[Records for processing — start]

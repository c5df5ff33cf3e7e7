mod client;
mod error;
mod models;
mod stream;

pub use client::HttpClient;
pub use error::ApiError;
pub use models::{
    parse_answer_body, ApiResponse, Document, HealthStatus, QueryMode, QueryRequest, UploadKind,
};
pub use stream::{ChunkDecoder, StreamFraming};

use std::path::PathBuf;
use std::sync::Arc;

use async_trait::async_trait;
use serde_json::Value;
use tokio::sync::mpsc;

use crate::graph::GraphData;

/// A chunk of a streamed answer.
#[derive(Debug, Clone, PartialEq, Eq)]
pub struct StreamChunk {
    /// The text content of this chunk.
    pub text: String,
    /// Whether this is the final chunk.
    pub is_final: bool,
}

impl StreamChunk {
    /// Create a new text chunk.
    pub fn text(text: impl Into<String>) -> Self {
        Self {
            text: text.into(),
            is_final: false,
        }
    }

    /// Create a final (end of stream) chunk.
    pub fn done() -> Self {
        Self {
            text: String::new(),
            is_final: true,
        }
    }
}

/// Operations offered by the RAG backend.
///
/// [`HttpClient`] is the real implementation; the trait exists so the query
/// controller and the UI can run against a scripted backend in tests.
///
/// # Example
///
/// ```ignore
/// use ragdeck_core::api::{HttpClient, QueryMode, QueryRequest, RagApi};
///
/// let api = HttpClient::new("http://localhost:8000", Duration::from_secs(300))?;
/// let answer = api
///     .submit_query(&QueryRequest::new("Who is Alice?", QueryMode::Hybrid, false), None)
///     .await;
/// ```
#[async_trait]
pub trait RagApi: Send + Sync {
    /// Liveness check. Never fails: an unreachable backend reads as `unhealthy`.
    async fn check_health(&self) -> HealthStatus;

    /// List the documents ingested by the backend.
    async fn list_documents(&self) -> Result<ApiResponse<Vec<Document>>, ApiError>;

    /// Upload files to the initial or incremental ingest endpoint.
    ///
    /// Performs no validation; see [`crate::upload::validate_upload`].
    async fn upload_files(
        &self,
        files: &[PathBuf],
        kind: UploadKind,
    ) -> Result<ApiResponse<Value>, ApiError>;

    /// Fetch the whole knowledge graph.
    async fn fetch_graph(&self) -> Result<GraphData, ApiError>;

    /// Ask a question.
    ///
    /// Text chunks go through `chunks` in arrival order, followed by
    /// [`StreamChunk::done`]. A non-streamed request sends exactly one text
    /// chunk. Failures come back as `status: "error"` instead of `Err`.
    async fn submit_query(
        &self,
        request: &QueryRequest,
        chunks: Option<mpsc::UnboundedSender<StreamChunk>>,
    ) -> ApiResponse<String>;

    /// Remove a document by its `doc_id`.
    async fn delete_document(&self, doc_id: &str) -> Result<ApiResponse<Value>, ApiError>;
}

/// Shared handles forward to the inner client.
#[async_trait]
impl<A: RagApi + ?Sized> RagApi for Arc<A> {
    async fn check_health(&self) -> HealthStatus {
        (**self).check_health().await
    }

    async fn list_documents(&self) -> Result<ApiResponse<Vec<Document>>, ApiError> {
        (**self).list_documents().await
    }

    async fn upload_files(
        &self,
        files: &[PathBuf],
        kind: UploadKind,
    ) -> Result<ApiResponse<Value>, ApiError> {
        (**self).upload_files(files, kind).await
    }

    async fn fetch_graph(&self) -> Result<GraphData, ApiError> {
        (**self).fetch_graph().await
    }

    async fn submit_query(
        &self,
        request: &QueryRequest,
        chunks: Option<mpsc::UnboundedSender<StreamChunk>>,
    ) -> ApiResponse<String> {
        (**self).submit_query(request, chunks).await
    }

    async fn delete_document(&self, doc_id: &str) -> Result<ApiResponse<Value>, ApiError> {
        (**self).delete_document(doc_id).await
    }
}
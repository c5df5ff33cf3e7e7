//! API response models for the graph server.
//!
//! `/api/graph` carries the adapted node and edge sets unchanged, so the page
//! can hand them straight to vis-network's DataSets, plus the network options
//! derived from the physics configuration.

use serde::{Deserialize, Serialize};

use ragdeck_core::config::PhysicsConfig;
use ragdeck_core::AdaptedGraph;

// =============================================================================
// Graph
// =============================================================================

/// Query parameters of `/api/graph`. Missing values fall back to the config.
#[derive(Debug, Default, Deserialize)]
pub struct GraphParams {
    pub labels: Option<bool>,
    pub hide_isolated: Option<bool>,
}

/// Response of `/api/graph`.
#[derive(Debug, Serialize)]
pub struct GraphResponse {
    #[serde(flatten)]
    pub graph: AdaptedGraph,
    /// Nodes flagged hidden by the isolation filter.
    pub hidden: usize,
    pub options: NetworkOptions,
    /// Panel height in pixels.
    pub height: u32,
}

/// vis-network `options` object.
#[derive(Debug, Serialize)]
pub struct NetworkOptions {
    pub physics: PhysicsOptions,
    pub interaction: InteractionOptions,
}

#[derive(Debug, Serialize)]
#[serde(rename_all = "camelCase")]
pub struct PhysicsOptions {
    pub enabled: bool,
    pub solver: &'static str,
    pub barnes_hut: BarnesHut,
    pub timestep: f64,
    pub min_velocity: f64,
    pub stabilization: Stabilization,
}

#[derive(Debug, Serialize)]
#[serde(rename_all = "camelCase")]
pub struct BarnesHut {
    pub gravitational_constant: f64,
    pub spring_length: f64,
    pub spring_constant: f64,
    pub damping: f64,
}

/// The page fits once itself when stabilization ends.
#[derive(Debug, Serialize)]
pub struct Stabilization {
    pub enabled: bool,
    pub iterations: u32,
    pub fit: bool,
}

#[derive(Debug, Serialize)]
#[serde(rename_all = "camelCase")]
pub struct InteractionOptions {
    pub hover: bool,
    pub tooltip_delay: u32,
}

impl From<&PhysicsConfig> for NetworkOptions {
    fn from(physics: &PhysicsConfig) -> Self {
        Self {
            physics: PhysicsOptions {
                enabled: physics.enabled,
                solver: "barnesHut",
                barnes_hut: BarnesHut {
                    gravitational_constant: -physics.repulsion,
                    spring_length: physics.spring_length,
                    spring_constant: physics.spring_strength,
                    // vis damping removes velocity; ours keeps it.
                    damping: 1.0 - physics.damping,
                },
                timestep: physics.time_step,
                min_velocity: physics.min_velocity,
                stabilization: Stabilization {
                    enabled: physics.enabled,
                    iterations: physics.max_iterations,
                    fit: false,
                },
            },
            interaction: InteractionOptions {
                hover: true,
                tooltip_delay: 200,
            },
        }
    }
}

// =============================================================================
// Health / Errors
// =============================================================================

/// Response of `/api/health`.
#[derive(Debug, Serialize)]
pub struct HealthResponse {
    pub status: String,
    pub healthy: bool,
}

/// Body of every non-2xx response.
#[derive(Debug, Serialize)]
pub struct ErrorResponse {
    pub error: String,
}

[Records for processing — finish]

## Problem statement
Every line above with the string "await" in it should be copied into the answer.

## Response to the exercise
///     .await;
        (**self).check_health().await
        (**self).list_documents().await
        (**self).upload_files(files, kind).await
        (**self).fetch_graph().await
        (**self).submit_query(request, chunks).await
        (**self).delete_document(doc_id).await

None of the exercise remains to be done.